Er holte den Revolver unter dem Hemd hervor. Dann hörte er in einer kurzen Stille zwischen dem Brüllen der SS und dem Sausen des Feuers das Schreien der Gefangenen lauter. Es war ein hohes, Unmenschliches Schreien. Ohne zu überlegen, zielte er auf den Rücken Webers und drückte ab.

Er hörte den Schuß unter den anderen Schüssen nicht. Er sah Weber auch nicht fallen.

Und plötzlich fiel ihm ein, daß er keinen Rückstoß der Waffe in der Hand gespürt hatte. Ihm war, als hiebe ihm jemand mit einem Hammer gegen das Herz. Der Revolver hatte nicht funktioniert.

Er merkte nicht, daß er sich die Lippen zerbiß. Ohnmacht stürzte wie Nacht über ihn herein, er biß und biß, um nicht in den schwarzen Nebel zu versinken.
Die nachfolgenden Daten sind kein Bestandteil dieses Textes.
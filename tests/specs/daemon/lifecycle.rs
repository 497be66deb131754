//! evrd lifecycle: startup, reconciling CLI writes, signal shutdown

use crate::prelude::*;
use nix::sys::signal::{kill, Signal};
use nix::unistd::Pid;
use std::io::{BufRead, BufReader};
use std::process::{Child, Stdio};
use std::time::{Duration, Instant};

/// Start evrd on the state directory and wait for it to print READY.
///
/// The rescan interval stays at its 30s default, so the waits below only
/// pass if CLI writes wake the daemon.
fn start_daemon(state: &StateDir) -> Child {
    std::fs::write(state.path().join("evrd.toml"), "managers = 2\n").unwrap();

    let mut child = std::process::Command::new(assert_cmd::cargo::cargo_bin("evrd"))
        .arg(state.path())
        .env_remove("RUST_LOG")
        .stdout(Stdio::piped())
        .stderr(Stdio::null())
        .spawn()
        .unwrap();

    let stdout = child.stdout.take().unwrap();
    let mut line = String::new();
    BufReader::new(stdout).read_line(&mut line).unwrap();
    assert_eq!(line.trim(), "READY");
    child
}

fn stop_daemon(mut child: Child) {
    kill(Pid::from_raw(child.id() as i32), Signal::SIGTERM).unwrap();
    let status = child.wait().unwrap();
    assert!(status.success(), "evrd exited with {:?}", status);
}

fn wait_for(limit: Duration, mut cond: impl FnMut() -> bool) {
    let start = Instant::now();
    while !cond() {
        assert!(start.elapsed() < limit, "condition not reached in {:?}", limit);
        std::thread::sleep(Duration::from_millis(50));
    }
}

#[test]
fn daemon_writes_pid_file_and_removes_it_on_sigterm() {
    let state = StateDir::empty();
    let daemon = start_daemon(&state);

    let pid = std::fs::read_to_string(state.path().join("evrd.pid")).unwrap();
    assert_eq!(pid.trim(), daemon.id().to_string());

    stop_daemon(daemon);
    assert!(!state.path().join("evrd.pid").exists());

    let log = std::fs::read_to_string(state.path().join("evrd.log")).unwrap();
    assert!(log.contains("--- evrd: starting (pid: "));
}

#[test]
fn second_daemon_refuses_to_start() {
    let state = StateDir::empty();
    let daemon = start_daemon(&state);

    let status = std::process::Command::new(assert_cmd::cargo::cargo_bin("evrd"))
        .arg(state.path())
        .stdout(Stdio::null())
        .stderr(Stdio::null())
        .status()
        .unwrap();
    assert!(!status.success());

    stop_daemon(daemon);
}

#[test]
fn daemon_reconciles_widgets_written_by_the_cli() {
    let state = StateDir::empty();
    let daemon = start_daemon(&state);

    let id = state.create("Widgets", r#"{"species":"A"}"#);
    let mirror = state.path().join("widgets").join(format!("{id}.json"));
    wait_for(Duration::from_secs(10), || mirror.exists());

    state
        .evr()
        .args(&["resource", "delete", "Widgets", &id])
        .passes();
    wait_for(Duration::from_secs(10), || !mirror.exists());

    wait_for(Duration::from_secs(10), || {
        state
            .evr()
            .args(&["events", "list", "--pending"])
            .passes()
            .stdout()
            .contains("No events found.")
    });

    stop_daemon(daemon);
}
Naß geworden, wahrscheinlich, unbrauchbar, Tränen, Salz, Wut, ein letztes Tasten – und dann plötzlich die Erlösung, die rasche, huschende Hand über die glatte Fläche, ein kleiner Hebel, der nachgab, und Strömen, Strömen – der Revolver war nicht entsichert gewesen.

Er hatte Glück. Niemand von der SS wandte sich um. Sie erwarteten nichts von seiner Seite. Sie standen und schrieen und hielten die Türen unter Feuer. 509 hob die Waffe gegen die Augen. Er sah in der flackernden Helle, daß sie jetzt entsichert war. Seine Hände zitterten immer noch. Er lehnte sich über den Haufen Toter und stützte die Arme auf, um mehr Sicherheit zu haben. Er zielte mit beiden Händen. Weber stand etwa zehn Schritte vor ihm. 509 holte einige Male langsam Atem.

Dann hielt er die Luft an, machte seine Arme so starr wie möglich und krümmte langsam den Finger.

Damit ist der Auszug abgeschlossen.